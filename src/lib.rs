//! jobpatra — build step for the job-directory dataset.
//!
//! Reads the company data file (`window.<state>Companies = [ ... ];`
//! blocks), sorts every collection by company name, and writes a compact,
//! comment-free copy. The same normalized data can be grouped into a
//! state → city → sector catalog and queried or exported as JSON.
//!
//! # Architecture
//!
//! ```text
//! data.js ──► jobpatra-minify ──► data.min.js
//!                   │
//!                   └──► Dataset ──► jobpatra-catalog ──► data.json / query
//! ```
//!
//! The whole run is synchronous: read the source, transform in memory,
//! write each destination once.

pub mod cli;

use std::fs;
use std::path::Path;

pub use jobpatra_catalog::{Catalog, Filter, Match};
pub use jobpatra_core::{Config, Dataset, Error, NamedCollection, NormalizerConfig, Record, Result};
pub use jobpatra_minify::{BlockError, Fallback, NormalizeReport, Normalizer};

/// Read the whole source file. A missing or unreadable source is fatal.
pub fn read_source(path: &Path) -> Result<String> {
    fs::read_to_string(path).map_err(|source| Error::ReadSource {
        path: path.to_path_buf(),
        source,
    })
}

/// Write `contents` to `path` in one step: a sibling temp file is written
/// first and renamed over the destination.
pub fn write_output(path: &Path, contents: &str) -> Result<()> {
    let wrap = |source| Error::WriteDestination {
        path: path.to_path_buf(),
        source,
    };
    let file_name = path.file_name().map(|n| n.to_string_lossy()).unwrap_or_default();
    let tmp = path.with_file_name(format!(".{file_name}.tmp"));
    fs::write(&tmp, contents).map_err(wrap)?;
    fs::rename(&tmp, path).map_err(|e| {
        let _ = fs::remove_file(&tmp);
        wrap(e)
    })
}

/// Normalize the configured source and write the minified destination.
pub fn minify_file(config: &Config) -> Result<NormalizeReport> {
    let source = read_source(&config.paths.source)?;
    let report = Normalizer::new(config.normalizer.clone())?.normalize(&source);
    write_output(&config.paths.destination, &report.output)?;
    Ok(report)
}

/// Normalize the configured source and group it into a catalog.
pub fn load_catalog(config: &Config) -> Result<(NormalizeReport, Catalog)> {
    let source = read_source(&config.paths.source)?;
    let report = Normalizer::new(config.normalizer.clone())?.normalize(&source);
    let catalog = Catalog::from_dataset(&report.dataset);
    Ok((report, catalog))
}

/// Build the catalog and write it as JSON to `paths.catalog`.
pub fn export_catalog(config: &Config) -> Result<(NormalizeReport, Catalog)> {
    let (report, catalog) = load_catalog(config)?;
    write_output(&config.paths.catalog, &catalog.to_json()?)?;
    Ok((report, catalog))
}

══════

What is required:
What do the lines above say from the one containing "Reads the company" down to the one containing "let wrap = |source|"? Return them exactly, both end lines included, and only them.

Result:
//! Reads the company data file (`window.<state>Companies = [ ... ];`
//! blocks), sorts every collection by company name, and writes a compact,
//! comment-free copy. The same normalized data can be grouped into a
//! state → city → sector catalog and queried or exported as JSON.
//!
//! # Architecture
//!
//! ```text
//! data.js ──► jobpatra-minify ──► data.min.js
//!                   │
//!                   └──► Dataset ──► jobpatra-catalog ──► data.json / query
//! ```
//!
//! The whole run is synchronous: read the source, transform in memory,
//! write each destination once.

pub mod cli;

use std::fs;
use std::path::Path;

pub use jobpatra_catalog::{Catalog, Filter, Match};
pub use jobpatra_core::{Config, Dataset, Error, NamedCollection, NormalizerConfig, Record, Result};
pub use jobpatra_minify::{BlockError, Fallback, NormalizeReport, Normalizer};

/// Read the whole source file. A missing or unreadable source is fatal.
pub fn read_source(path: &Path) -> Result<String> {
    fs::read_to_string(path).map_err(|source| Error::ReadSource {
        path: path.to_path_buf(),
        source,
    })
}

/// Write `contents` to `path` in one step: a sibling temp file is written
/// first and renamed over the destination.
pub fn write_output(path: &Path, contents: &str) -> Result<()> {
    let wrap = |source| Error::WriteDestination {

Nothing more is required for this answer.